I drew in my breath and exhaled, praying that God release me from any illusions that I could improve upon my colleagues’ work. “Make me humble, Lord. Make me true.” Glib answers, formulaic responses, any hint of arrogance would quickly be detected by his cynicism and broken heart.
“I am about ready to give up on church,” he told me with a hint of defiance, as though he were daring me to be helpful to him. His story was painful, and his anger, despair and hurt were palpable. As he wept, shoulders shaking, I sat Shiva. I kept the ancient Jewish vigil of simple presence to another’s suffering. As those who comforted the bereaved in Jesus’ tradition, I waited for my guest to initiate conversation.
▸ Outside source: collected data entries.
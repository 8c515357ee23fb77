use anyhow::Result;
use clap::Parser;
use console::style;
use std::time::Instant;

use gifstitch::animation::{self, AnimationConfig, AnimationError};
use gifstitch::cli::Args;
use gifstitch::utils::{create_progress_bar, format_duration, format_file_size, warn_println};

fn main() -> Result<()> {
    let start_time = Instant::now();
    let args = Args::parse();

    // Print banner
    println!("{}", style("gifstitch - Animated GIF creator").bold().blue());
    println!("  Source folder: {}", args.folder.display());
    println!("  Output file:   {}", args.output.display());
    println!();

    // Discover candidate files up front so they can be listed
    let files = animation::discover::find_images(&args.folder)?;

    if files.is_empty() {
        println!(
            "{}",
            style(format!("No images found in '{}'", args.folder.display())).red()
        );
        println!("  Make sure the folder contains .png, .jpg, .jpeg, .bmp or .gif files");
        return Err(AnimationError::NoImagesFound {
            folder: args.folder.clone(),
        }
        .into());
    }

    println!("{}", style(format!("Found {} images:", files.len())).bold());
    for path in &files {
        if let Some(name) = path.file_name().and_then(|n| n.to_str()) {
            println!("  - {}", name);
        }
    }
    println!();

    let config = AnimationConfig {
        frame_duration_ms: args.duration,
        loop_count: args.loop_count,
        output: args.output.clone(),
        verbose: args.verbose,
    };

    // Load, normalize and encode
    let progress = create_progress_bar(files.len() as u64);
    progress.set_message("Loading images");
    let summary = animation::assemble_gif(&files, &config, &progress)?;
    progress.finish_with_message("All images loaded");
    println!();

    // Report skipped files before the summary so failures are not buried
    if !summary.skipped.is_empty() {
        warn_println(&format!(
            "{} file(s) could not be decoded and were skipped:",
            summary.skipped.len()
        ));
        for skipped in &summary.skipped {
            println!(
                "  {} - {}",
                style(skipped.path.display()).yellow(),
                skipped.reason
            );
        }
        println!();
    }

    if summary.resized_count > 0 {
        println!(
            "  Resized {} frame(s) to match the first image",
            summary.resized_count
        );
    }

    println!("{}", style("GIF created successfully!").bold().green());
    println!("  File:     {}", args.output.display());
    println!("  Size:     {}", format_file_size(summary.output_bytes));
    println!("  Frames:   {} ({}x{})", summary.frame_count, summary.width, summary.height);
    println!("  Duration: {}ms per frame", args.duration);
    if args.loop_count == 0 {
        println!("  Loop:     infinite");
    } else {
        println!("  Loop:     {} time(s)", args.loop_count);
    }
    println!();
    println!(
        "  Total time: {}",
        style(format_duration(start_time.elapsed())).dim()
    );

    Ok(())
}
“Those who believe they believe in God, but without passion in the heart, without anguish of mind, without uncertainty, without doubt and even at times without despair, believe only in the idea of God, not in God himself,” wrote the Spanish writer, Unamuno.
We live in a world with little patience for doubt or questioning. We do not value subtlety, complexity or mystery. We possess minimal tolerance for simply sitting with ambiguity and suffering. We do not trust there is any effectual power at work in our lives beyond what we can manipulate or contrive with our own wills and abilities.
The pragmatism, that is the religion many of us bow before, insists on quick, easy solutions. If something “works,” then it deserves our support. An end product that satisfies our needs justifies almost any means.
Our market place economy heavily determines how we think of ourselves and the world. The language of faith with its nuance, poetry, metaphor and reverence for mystery has been taken over by the market place, which measures worth by utility and productivity.
This is not a new sin. The people of Isaiah’s day were also co-opted by a culture of consumption and utilitarianism. The prophet reminds Israel that they and their carved idols and cast metal images do not know everything. “Now I am revealing new things to you, things hidden and unknown to you, created just now, this very moment, of these things you have heard nothing until now, so that you cannot say, “Oh yes, I knew all this.” (Isaiah 48: 6)
I do not know the end of the young man’s story, as is often the case with those who pass through my life. I gave him what I could, which was my love and respect for his losses. As I sat with him, I saw that God loved him very much and also saw how deeply this young man loved God and didn’t know it.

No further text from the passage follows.